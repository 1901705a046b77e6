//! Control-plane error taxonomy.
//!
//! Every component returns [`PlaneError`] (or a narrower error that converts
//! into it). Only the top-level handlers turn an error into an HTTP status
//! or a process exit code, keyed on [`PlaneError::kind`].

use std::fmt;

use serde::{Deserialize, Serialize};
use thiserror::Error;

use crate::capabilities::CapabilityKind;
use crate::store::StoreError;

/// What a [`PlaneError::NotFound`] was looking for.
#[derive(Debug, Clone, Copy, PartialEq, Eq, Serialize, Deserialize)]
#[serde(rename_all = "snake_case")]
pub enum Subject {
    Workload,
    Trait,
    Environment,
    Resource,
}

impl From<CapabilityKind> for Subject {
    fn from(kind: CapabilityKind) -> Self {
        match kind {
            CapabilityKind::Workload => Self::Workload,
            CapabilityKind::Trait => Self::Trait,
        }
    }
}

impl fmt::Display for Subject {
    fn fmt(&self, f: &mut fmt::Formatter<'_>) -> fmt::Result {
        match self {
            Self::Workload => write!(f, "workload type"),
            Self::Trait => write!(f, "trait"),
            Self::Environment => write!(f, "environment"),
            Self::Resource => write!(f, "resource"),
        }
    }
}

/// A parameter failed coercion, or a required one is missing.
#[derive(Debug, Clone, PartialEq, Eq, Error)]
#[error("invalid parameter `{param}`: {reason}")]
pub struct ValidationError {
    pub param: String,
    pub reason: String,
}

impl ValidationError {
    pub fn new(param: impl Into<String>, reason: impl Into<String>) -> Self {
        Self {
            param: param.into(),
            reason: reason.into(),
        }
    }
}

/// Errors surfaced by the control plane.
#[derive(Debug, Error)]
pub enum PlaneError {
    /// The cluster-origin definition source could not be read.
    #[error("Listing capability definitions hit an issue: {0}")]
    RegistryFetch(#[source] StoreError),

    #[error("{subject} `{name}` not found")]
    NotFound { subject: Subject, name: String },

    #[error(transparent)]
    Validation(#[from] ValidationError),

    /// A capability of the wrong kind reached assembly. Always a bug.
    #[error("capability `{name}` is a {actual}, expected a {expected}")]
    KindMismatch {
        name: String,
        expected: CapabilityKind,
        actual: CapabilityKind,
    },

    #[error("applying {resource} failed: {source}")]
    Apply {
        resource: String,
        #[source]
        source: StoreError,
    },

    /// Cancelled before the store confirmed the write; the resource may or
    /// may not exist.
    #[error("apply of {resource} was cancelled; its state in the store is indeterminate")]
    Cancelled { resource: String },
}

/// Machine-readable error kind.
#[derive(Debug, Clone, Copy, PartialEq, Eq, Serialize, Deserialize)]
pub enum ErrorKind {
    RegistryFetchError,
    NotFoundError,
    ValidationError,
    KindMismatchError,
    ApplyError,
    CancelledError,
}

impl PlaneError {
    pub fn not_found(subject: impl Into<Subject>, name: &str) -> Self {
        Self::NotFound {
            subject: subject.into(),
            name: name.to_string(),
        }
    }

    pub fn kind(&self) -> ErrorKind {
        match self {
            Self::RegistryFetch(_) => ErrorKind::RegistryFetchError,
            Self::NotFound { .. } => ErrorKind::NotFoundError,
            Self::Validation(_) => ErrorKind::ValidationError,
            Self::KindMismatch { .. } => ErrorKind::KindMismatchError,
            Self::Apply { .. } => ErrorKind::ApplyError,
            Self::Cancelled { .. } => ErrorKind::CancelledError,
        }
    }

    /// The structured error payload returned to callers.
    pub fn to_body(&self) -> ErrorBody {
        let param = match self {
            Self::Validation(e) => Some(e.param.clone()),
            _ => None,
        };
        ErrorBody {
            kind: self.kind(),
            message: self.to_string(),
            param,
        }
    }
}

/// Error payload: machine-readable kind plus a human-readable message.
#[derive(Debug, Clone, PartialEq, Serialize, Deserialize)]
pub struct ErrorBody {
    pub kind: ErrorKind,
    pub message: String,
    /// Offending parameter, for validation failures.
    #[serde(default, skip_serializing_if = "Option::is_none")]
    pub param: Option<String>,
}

▶ About this exercise:
Each line of the records above must be copied exactly.

▶ Answer to this problem:
repository 1901705a046b77e6
//! Control-plane error taxonomy.
//!
//! Every component returns [`PlaneError`] (or a narrower error that converts
//! into it). Only the top-level handlers turn an error into an HTTP status
//! or a process exit code, keyed on [`PlaneError::kind`].

use std::fmt;

use serde::{Deserialize, Serialize};
use thiserror::Error;

use crate::capabilities::CapabilityKind;
use crate::store::StoreError;

/// What a [`PlaneError::NotFound`] was looking for.
#[derive(Debug, Clone, Copy, PartialEq, Eq, Serialize, Deserialize)]
#[serde(rename_all = "snake_case")]
pub enum Subject {
    Workload,
    Trait,
    Environment,
    Resource,
}

impl From<CapabilityKind> for Subject {
    fn from(kind: CapabilityKind) -> Self {
        match kind {
            CapabilityKind::Workload => Self::Workload,
            CapabilityKind::Trait => Self::Trait,
        }
    }
}

impl fmt::Display for Subject {
    fn fmt(&self, f: &mut fmt::Formatter<'_>) -> fmt::Result {
        match self {
            Self::Workload => write!(f, "workload type"),
            Self::Trait => write!(f, "trait"),
            Self::Environment => write!(f, "environment"),
            Self::Resource => write!(f, "resource"),
        }
    }
}

/// A parameter failed coercion, or a required one is missing.
#[derive(Debug, Clone, PartialEq, Eq, Error)]
#[error("invalid parameter `{param}`: {reason}")]
pub struct ValidationError {
    pub param: String,
    pub reason: String,
}

impl ValidationError {
    pub fn new(param: impl Into<String>, reason: impl Into<String>) -> Self {
        Self {
            param: param.into(),
            reason: reason.into(),
        }
    }
}

/// Errors surfaced by the control plane.
#[derive(Debug, Error)]
pub enum PlaneError {
    /// The cluster-origin definition source could not be read.
    #[error("Listing capability definitions hit an issue: {0}")]
    RegistryFetch(#[source] StoreError),

    #[error("{subject} `{name}` not found")]
    NotFound { subject: Subject, name: String },

    #[error(transparent)]
    Validation(#[from] ValidationError),

    /// A capability of the wrong kind reached assembly. Always a bug.
    #[error("capability `{name}` is a {actual}, expected a {expected}")]
    KindMismatch {
        name: String,
        expected: CapabilityKind,
        actual: CapabilityKind,
    },

    #[error("applying {resource} failed: {source}")]
    Apply {
        resource: String,
        #[source]
        source: StoreError,
    },

    /// Cancelled before the store confirmed the write; the resource may or
    /// may not exist.
    #[error("apply of {resource} was cancelled; its state in the store is indeterminate")]
    Cancelled { resource: String },
}

/// Machine-readable error kind.
#[derive(Debug, Clone, Copy, PartialEq, Eq, Serialize, Deserialize)]
pub enum ErrorKind {
    RegistryFetchError,
    NotFoundError,
    ValidationError,
    KindMismatchError,
    ApplyError,
    CancelledError,
}

impl PlaneError {
    pub fn not_found(subject: impl Into<Subject>, name: &str) -> Self {
        Self::NotFound {
            subject: subject.into(),
            name: name.to_string(),
        }
    }

    pub fn kind(&self) -> ErrorKind {
        match self {
            Self::RegistryFetch(_) => ErrorKind::RegistryFetchError,
            Self::NotFound { .. } => ErrorKind::NotFoundError,
            Self::Validation(_) => ErrorKind::ValidationError,
            Self::KindMismatch { .. } => ErrorKind::KindMismatchError,
            Self::Apply { .. } => ErrorKind::ApplyError,
            Self::Cancelled { .. } => ErrorKind::CancelledError,
        }
    }

    /// The structured error payload returned to callers.
    pub fn to_body(&self) -> ErrorBody {
        let param = match self {
            Self::Validation(e) => Some(e.param.clone()),
            _ => None,
        };
        ErrorBody {
            kind: self.kind(),
            message: self.to_string(),
            param,
        }
    }
}

/// Error payload: machine-readable kind plus a human-readable message.
#[derive(Debug, Clone, PartialEq, Serialize, Deserialize)]
pub struct ErrorBody {
    pub kind: ErrorKind,
    pub message: String,
    /// Offending parameter, for validation failures.
    #[serde(default, skip_serializing_if = "Option::is_none")]
    pub param: Option<String>,
}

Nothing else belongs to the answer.